(Supplied information)

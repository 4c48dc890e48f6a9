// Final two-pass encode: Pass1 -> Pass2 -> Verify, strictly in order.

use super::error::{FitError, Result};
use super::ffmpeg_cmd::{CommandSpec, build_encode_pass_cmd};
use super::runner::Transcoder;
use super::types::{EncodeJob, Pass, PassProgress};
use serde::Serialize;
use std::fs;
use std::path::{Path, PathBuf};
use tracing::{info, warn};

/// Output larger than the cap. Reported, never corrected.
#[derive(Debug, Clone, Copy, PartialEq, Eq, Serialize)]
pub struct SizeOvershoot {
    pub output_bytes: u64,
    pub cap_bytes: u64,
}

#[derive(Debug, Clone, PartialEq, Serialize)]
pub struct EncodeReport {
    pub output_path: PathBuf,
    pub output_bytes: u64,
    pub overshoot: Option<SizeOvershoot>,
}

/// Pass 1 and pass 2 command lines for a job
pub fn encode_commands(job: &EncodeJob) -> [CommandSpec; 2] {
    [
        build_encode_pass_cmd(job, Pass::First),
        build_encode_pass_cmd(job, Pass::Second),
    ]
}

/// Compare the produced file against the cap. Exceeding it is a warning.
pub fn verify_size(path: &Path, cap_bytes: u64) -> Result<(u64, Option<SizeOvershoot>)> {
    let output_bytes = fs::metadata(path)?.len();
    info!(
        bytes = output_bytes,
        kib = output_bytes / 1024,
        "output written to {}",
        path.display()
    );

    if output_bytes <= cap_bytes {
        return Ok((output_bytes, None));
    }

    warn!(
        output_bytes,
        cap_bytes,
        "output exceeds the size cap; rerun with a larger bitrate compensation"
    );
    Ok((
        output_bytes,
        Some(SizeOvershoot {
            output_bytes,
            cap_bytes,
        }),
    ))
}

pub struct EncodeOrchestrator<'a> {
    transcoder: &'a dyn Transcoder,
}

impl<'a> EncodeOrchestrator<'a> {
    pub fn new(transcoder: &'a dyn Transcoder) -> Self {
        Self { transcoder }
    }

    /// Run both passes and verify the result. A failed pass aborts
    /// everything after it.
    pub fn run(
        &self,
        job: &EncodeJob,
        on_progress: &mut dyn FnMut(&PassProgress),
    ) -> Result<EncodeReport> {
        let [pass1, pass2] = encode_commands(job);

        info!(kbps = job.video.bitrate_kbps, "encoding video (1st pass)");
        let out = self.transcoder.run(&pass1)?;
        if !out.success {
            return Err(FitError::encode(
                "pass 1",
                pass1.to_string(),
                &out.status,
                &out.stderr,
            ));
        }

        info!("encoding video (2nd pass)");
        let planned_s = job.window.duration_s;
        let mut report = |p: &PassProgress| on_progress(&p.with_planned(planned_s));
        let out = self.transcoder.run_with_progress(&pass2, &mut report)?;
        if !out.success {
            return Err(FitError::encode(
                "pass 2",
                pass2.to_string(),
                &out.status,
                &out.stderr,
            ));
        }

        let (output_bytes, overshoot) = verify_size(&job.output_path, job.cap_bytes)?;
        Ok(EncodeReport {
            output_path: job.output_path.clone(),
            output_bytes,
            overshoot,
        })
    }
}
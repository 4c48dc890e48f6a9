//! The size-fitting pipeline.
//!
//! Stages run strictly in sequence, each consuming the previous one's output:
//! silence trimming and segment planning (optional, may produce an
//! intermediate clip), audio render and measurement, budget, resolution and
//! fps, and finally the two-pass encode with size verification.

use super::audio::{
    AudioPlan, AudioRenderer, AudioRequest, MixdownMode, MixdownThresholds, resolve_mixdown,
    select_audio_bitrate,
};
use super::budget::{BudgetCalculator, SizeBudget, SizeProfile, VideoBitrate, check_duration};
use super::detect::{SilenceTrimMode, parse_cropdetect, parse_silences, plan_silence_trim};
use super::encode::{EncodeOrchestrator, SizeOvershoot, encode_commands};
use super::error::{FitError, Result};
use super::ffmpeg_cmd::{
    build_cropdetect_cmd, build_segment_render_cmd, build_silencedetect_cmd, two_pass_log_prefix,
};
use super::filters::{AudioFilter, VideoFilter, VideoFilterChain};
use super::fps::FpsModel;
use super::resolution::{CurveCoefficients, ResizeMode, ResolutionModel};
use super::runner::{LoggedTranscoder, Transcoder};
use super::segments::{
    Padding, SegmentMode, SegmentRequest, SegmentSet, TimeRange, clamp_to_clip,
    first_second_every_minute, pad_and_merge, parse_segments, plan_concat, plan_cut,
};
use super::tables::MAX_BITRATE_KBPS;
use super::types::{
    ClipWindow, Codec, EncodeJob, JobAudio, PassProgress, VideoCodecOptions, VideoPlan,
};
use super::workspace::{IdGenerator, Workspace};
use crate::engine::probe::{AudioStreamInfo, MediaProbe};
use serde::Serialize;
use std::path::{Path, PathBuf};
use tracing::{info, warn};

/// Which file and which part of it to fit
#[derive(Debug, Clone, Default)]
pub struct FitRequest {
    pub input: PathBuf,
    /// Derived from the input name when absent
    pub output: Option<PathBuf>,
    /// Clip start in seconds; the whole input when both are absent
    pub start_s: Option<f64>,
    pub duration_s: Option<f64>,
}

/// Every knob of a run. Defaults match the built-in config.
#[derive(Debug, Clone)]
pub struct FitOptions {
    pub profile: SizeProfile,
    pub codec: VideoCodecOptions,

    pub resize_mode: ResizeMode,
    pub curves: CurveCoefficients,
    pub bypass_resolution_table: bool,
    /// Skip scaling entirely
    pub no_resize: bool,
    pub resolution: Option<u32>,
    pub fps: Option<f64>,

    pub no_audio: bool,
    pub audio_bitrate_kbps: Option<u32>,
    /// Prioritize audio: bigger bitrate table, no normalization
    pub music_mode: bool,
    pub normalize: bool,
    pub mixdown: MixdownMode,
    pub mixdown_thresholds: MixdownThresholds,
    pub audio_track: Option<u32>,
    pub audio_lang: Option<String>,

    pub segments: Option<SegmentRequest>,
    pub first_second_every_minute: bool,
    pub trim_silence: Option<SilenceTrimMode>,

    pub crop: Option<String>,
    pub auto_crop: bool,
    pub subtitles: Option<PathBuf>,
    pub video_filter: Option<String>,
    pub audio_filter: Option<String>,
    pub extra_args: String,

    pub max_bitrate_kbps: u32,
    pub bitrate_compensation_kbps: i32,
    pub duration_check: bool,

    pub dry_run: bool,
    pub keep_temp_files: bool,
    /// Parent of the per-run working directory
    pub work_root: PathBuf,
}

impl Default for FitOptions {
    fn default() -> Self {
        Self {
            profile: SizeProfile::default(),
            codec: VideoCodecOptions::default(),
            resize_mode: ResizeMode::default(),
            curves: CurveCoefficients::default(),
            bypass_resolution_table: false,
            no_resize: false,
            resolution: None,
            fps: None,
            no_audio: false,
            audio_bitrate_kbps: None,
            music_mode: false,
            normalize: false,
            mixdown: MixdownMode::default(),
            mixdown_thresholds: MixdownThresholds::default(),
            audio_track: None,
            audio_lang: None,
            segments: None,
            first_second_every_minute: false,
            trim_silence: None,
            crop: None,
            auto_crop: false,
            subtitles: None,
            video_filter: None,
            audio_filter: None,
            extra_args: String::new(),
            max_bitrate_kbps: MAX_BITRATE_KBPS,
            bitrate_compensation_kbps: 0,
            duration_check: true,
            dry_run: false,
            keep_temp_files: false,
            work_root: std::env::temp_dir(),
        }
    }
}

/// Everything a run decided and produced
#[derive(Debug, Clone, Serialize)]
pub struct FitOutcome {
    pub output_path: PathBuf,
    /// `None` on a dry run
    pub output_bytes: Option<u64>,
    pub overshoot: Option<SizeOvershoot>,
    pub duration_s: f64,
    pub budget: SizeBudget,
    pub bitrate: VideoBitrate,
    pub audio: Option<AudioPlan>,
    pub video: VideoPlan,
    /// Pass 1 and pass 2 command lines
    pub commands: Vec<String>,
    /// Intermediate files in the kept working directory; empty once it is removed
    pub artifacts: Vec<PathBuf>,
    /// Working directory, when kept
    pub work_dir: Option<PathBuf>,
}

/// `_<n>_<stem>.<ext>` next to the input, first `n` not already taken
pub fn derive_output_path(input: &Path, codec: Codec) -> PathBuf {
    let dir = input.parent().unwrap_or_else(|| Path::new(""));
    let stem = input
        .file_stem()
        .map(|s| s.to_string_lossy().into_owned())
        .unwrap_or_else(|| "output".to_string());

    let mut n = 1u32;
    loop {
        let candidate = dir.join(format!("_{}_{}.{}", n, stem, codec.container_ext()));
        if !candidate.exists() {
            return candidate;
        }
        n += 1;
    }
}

(End Supplied information)

| Problem details |
Using the entries above, work out how many lines contain the string "larger". Respond with that number alone.

| Written answer |
2